"""

//! WebSocket transport implementation using `tokio-tungstenite`.

use std::io;
use std::net::SocketAddr;
use std::sync::atomic::{AtomicU64, Ordering};

use futures_util::stream::{SplitSink, SplitStream};
use futures_util::{SinkExt, StreamExt};
use tokio::net::{TcpListener, TcpStream, ToSocketAddrs};
use tokio::sync::Mutex;
use tokio_tungstenite::WebSocketStream;
use tokio_tungstenite::tungstenite::{self, Message};

use crate::{Connection, ConnectionId, Transport, TransportError};

/// Counter for generating unique connection IDs.
static NEXT_CONNECTION_ID: AtomicU64 = AtomicU64::new(1);

type WsStream = WebSocketStream<TcpStream>;

/// A WebSocket [`Transport`] listening on a TCP socket.
pub struct WebSocketTransport {
    listener: TcpListener,
}

impl WebSocketTransport {
    /// Binds a listener. Port 0 picks a free port; see [`Transport::local_addr`].
    pub async fn bind(addr: impl ToSocketAddrs) -> Result<Self, TransportError> {
        let listener = TcpListener::bind(addr)
            .await
            .map_err(TransportError::AcceptFailed)?;
        if let Ok(local) = listener.local_addr() {
            tracing::info!(%local, "WebSocket transport listening");
        }
        Ok(Self { listener })
    }
}

impl Transport for WebSocketTransport {
    type Connection = WebSocketConnection;
    type Error = TransportError;

    async fn accept(&mut self) -> Result<Self::Connection, Self::Error> {
        let (stream, peer) = self
            .listener
            .accept()
            .await
            .map_err(TransportError::AcceptFailed)?;

        let ws = tokio_tungstenite::accept_async(stream)
            .await
            .map_err(|e| TransportError::AcceptFailed(io_error(io::ErrorKind::ConnectionRefused, e)))?;

        let id = ConnectionId::new(NEXT_CONNECTION_ID.fetch_add(1, Ordering::Relaxed));
        tracing::debug!(%id, %peer, "accepted WebSocket connection");

        let (sink, stream) = ws.split();
        Ok(WebSocketConnection {
            id,
            peer,
            sink: Mutex::new(sink),
            stream: Mutex::new(stream),
        })
    }

    fn local_addr(&self) -> Result<SocketAddr, Self::Error> {
        self.listener
            .local_addr()
            .map_err(TransportError::AcceptFailed)
    }
}

/// A single WebSocket connection.
///
/// The socket is split so the writer and the reader each lock only their
/// own half.
pub struct WebSocketConnection {
    id: ConnectionId,
    peer: SocketAddr,
    sink: Mutex<SplitSink<WsStream, Message>>,
    stream: Mutex<SplitStream<WsStream>>,
}

impl Connection for WebSocketConnection {
    type Error = TransportError;

    async fn send(&self, data: &[u8]) -> Result<(), Self::Error> {
        let msg = match std::str::from_utf8(data) {
            Ok(text) => Message::text(text.to_owned()),
            Err(_) => Message::binary(data.to_vec()),
        };
        self.sink.lock().await.send(msg).await.map_err(send_error)
    }

    async fn recv(&self) -> Result<Option<Vec<u8>>, Self::Error> {
        let mut stream = self.stream.lock().await;
        loop {
            match stream.next().await {
                Some(Ok(Message::Text(text))) => return Ok(Some(text.as_bytes().to_vec())),
                Some(Ok(Message::Binary(data))) => return Ok(Some(data.into())),
                Some(Ok(Message::Close(_))) | None => return Ok(None),
                // Pings are answered by tungstenite on the next write/flush.
                Some(Ok(_)) => continue,
                Some(Err(tungstenite::Error::ConnectionClosed)) => return Ok(None),
                Some(Err(e)) => {
                    return Err(TransportError::ReceiveFailed(io_error(
                        io::ErrorKind::ConnectionReset,
                        e,
                    )));
                }
            }
        }
    }

    async fn close(&self) -> Result<(), Self::Error> {
        self.sink.lock().await.close().await.map_err(send_error)
    }

    fn id(&self) -> ConnectionId {
        self.id
    }

    fn peer_addr(&self) -> SocketAddr {
        self.peer
    }
}

fn send_error(e: tungstenite::Error) -> TransportError {
    match e {
        tungstenite::Error::ConnectionClosed | tungstenite::Error::AlreadyClosed => {
            TransportError::ConnectionClosed(e.to_string())
        }
        other => TransportError::SendFailed(io_error(io::ErrorKind::BrokenPipe, other)),
    }
}

fn io_error(kind: io::ErrorKind, e: tungstenite::Error) -> io::Error {
    io::Error::new(kind, e)
}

"""

What to produce: The lines holding the string "Result" in the listing above are what you should copy out.

Output for this task:
    pub async fn bind(addr: impl ToSocketAddrs) -> Result<Self, TransportError> {
    async fn accept(&mut self) -> Result<Self::Connection, Self::Error> {
    fn local_addr(&self) -> Result<SocketAddr, Self::Error> {
    async fn send(&self, data: &[u8]) -> Result<(), Self::Error> {
    async fn recv(&self) -> Result<Option<Vec<u8>>, Self::Error> {
    async fn close(&self) -> Result<(), Self::Error> {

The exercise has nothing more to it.